Segment Open
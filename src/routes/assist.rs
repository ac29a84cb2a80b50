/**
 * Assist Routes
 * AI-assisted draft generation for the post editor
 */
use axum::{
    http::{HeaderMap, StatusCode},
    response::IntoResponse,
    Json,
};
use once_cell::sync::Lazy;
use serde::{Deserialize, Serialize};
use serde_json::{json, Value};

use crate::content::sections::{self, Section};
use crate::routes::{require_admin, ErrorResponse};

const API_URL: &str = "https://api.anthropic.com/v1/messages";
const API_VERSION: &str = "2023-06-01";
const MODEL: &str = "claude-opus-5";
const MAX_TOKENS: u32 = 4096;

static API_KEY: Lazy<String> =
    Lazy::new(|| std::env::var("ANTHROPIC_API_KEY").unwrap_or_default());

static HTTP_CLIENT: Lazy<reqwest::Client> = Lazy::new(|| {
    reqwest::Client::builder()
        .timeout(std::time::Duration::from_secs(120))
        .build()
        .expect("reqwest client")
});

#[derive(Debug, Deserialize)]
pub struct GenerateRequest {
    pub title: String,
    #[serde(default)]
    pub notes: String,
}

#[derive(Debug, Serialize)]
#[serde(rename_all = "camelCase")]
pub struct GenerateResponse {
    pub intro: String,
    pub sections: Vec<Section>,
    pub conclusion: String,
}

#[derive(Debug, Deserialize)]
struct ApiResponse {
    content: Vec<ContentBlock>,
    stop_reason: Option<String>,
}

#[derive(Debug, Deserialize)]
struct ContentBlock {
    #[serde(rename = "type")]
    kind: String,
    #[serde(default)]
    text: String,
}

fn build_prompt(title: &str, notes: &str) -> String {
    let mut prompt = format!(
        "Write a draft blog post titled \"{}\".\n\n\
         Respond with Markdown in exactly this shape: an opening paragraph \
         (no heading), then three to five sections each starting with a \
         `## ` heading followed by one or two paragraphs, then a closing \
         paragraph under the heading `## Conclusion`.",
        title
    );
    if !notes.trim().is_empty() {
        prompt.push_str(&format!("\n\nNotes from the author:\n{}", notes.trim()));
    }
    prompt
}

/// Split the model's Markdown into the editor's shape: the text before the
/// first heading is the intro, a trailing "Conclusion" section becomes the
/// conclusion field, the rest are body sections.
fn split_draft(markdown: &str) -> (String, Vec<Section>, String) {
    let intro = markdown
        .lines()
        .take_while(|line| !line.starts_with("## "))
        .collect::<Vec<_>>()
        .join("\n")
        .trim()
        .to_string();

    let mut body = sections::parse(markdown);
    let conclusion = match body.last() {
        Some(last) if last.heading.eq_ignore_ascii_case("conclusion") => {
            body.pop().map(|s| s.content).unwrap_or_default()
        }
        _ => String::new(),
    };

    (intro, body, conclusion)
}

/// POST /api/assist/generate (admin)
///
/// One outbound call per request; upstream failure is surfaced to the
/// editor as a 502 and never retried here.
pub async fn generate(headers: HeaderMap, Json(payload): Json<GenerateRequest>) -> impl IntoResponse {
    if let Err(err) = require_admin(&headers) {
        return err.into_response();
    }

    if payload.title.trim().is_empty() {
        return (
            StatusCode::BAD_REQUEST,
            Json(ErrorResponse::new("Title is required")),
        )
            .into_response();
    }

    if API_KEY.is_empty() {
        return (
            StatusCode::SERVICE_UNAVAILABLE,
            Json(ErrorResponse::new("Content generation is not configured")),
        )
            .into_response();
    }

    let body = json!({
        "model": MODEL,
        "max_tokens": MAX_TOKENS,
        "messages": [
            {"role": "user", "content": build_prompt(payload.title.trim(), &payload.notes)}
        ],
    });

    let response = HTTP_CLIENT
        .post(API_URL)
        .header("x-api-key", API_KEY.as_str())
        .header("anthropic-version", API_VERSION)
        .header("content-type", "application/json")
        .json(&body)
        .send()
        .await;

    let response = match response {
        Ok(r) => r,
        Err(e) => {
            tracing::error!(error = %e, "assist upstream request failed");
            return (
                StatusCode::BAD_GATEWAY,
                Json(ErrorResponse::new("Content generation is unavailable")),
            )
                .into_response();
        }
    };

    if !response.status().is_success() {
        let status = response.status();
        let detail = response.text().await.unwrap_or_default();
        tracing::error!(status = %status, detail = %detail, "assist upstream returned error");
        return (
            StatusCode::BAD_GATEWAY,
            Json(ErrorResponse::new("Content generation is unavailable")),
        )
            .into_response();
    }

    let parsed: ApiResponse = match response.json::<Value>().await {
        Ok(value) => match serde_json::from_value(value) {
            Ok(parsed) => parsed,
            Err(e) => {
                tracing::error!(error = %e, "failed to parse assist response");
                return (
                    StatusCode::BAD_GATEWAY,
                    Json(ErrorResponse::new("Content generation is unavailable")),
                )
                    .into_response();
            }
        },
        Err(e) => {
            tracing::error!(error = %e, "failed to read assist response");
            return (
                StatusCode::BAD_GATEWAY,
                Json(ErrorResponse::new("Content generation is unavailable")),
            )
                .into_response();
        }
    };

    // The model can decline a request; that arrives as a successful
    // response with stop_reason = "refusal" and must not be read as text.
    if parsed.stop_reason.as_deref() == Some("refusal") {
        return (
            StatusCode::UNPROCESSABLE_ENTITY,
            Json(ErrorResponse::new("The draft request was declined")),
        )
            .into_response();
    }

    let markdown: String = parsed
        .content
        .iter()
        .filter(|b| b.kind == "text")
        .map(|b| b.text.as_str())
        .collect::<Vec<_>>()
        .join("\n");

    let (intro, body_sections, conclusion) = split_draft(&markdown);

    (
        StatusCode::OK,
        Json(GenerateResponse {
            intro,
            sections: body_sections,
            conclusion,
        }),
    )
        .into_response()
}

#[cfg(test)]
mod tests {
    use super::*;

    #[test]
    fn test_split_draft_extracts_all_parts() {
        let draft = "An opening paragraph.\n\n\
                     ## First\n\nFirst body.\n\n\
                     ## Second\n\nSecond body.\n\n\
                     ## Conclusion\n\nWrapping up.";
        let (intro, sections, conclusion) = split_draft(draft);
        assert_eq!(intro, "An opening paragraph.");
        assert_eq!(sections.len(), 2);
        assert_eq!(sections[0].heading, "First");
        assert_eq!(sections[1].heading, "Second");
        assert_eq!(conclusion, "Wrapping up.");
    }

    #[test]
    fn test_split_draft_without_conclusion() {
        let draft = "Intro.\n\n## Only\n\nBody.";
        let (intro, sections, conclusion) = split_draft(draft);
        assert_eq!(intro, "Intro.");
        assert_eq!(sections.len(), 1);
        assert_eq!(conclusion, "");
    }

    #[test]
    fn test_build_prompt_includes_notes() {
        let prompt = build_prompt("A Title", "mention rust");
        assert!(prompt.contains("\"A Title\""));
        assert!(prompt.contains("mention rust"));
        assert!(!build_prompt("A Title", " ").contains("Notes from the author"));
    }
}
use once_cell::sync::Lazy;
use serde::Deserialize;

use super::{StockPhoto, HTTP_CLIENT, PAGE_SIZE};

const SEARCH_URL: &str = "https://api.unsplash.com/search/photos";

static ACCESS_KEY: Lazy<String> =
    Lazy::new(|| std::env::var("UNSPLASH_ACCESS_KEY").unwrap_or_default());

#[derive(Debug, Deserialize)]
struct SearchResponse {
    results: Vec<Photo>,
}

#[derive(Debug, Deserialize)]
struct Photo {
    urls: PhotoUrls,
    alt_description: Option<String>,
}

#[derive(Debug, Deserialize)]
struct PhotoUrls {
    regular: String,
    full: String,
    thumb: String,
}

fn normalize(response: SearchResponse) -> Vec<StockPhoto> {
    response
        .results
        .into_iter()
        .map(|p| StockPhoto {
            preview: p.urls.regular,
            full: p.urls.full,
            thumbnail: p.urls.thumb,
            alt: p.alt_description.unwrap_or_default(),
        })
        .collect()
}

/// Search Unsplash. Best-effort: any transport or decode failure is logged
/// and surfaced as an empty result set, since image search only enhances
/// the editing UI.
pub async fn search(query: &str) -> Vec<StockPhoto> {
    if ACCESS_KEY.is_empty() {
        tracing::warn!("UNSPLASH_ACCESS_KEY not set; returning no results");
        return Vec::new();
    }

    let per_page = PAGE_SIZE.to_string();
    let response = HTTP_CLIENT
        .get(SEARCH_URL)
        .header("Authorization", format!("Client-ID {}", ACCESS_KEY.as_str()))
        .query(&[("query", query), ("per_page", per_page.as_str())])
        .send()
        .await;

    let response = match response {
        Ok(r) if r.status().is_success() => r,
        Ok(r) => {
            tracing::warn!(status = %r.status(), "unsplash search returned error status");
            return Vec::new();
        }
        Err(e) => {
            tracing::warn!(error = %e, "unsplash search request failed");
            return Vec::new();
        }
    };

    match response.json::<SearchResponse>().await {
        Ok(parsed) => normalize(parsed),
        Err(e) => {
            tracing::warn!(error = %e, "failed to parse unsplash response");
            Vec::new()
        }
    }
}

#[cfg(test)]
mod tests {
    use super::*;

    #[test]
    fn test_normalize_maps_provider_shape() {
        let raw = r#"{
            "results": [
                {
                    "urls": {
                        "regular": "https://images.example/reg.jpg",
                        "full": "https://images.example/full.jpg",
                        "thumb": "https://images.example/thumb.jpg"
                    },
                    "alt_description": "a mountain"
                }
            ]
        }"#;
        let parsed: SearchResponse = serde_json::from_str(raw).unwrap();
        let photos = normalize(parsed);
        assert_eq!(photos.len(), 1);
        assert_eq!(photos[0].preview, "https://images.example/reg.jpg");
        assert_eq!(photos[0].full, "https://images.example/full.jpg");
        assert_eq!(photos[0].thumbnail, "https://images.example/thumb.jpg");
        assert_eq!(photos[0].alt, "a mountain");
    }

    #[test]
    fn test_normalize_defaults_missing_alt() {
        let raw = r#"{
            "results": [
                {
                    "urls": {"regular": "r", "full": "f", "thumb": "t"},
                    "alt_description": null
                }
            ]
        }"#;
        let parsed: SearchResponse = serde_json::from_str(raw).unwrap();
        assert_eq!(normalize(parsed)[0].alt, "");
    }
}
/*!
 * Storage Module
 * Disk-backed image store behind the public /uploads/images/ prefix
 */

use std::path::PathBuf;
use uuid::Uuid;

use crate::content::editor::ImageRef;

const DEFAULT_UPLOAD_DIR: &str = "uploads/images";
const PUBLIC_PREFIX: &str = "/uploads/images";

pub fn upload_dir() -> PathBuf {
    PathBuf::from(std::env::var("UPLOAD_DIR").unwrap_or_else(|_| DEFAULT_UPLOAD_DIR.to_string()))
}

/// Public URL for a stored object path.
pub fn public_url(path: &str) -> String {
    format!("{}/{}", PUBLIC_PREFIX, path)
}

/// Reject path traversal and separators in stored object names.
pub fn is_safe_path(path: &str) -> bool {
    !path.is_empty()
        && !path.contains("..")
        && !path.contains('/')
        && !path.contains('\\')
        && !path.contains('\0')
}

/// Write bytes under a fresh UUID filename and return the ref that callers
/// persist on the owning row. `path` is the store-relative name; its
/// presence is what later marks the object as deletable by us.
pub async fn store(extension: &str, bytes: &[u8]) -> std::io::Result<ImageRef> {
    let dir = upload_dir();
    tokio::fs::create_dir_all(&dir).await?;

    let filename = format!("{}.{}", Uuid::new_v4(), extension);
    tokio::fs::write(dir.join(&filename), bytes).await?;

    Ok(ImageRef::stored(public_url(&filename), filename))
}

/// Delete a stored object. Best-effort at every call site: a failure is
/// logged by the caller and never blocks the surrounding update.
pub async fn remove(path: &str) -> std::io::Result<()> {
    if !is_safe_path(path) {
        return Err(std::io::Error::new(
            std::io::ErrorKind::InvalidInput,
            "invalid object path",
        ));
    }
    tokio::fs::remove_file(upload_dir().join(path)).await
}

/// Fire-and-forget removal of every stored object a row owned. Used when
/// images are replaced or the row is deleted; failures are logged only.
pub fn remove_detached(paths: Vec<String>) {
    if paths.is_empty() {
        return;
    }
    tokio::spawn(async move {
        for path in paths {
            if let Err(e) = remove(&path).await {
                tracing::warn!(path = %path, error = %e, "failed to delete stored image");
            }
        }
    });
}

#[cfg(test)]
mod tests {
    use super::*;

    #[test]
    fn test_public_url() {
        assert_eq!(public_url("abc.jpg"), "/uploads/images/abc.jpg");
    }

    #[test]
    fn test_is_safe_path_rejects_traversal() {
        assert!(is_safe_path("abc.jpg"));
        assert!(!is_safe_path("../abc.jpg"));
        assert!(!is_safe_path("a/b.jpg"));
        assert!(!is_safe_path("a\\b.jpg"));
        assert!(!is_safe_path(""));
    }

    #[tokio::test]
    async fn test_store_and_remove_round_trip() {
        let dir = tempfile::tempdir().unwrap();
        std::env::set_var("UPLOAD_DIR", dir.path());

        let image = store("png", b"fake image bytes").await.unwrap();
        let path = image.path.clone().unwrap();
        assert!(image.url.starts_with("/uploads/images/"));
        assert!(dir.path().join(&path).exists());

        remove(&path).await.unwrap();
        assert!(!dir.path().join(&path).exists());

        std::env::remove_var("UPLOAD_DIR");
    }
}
Segment Closed
| EXERCISE |
Find the word "query" in the entries and show each line where it is found.

| OUTPUT FOR THIS TASK |
pub async fn search(query: &str) -> Vec<StockPhoto> {
        .query(&[("query", query), ("per_page", per_page.as_str())])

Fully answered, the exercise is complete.